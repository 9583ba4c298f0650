//! Resilient messaging utilities with automatic retry for Telegram API operations.
//!
//! Status and reply messages go through these wrappers so that a transient
//! network failure does not lose a progress update. Delete calls never do:
//! the engine's executor owns their retry policy.

use anyhow::Result;
use oxide_purge_core::utils::{retry_transport_operation, truncate_str};
use teloxide::prelude::*;
use teloxide::types::{ChatId, Message, MessageId, ParseMode};
use teloxide::{ApiError, RequestError};

/// Telegram rejects texts above 4096 characters
const MAX_TEXT_CHARS: usize = 4000;

/// Result of an edit that did not fail
#[derive(Debug, Clone, Copy, PartialEq, Eq)]
pub enum EditStatus {
    /// Text replaced
    Edited,
    /// Telegram reported the text was already identical
    Unchanged,
    /// The message no longer exists
    Missing,
}

fn clamp(text: &str) -> String {
    if text.chars().count() > MAX_TEXT_CHARS {
        format!("{}...", truncate_str(text, MAX_TEXT_CHARS))
    } else {
        text.to_string()
    }
}

/// Send an HTML message with automatic retry on network failures.
///
/// # Errors
///
/// Returns the last error after all retries are exhausted.
pub async fn send_message_resilient(
    bot: &Bot,
    chat_id: ChatId,
    text: impl Into<String>,
) -> Result<Message> {
    let text = clamp(&text.into());
    retry_transport_operation(|| async {
        bot.send_message(chat_id, text.clone())
            .parse_mode(ParseMode::Html)
            .await
            .map_err(|e| anyhow::anyhow!("Telegram send error: {e}"))
    })
    .await
}

/// Edit an HTML message with automatic retry on network failures.
///
/// "Not modified" and "not found" replies end the retry loop immediately.
///
/// # Errors
///
/// Returns the last error after all retries are exhausted.
pub async fn edit_message_resilient(
    bot: &Bot,
    chat_id: ChatId,
    msg_id: MessageId,
    text: &str,
) -> Result<EditStatus> {
    let text = clamp(text);
    retry_transport_operation(|| async {
        match bot
            .edit_message_text(chat_id, msg_id, text.clone())
            .parse_mode(ParseMode::Html)
            .await
        {
            Ok(_) => Ok(EditStatus::Edited),
            Err(e) => classify_edit_error(e),
        }
    })
    .await
}

fn classify_edit_error(error: RequestError) -> Result<EditStatus> {
    match error {
        RequestError::Api(ApiError::MessageNotModified) => Ok(EditStatus::Unchanged),
        RequestError::Api(ApiError::MessageToEditNotFound | ApiError::MessageIdInvalid) => {
            Ok(EditStatus::Missing)
        }
        other => Err(anyhow::anyhow!("Telegram edit error: {other}")),
    }
}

▸ **What you need to do**
Go through the records above, find each line with the string "Unchanged", and copy it.

▸ **Answer for the task**
    Unchanged,
        RequestError::Api(ApiError::MessageNotModified) => Ok(EditStatus::Unchanged),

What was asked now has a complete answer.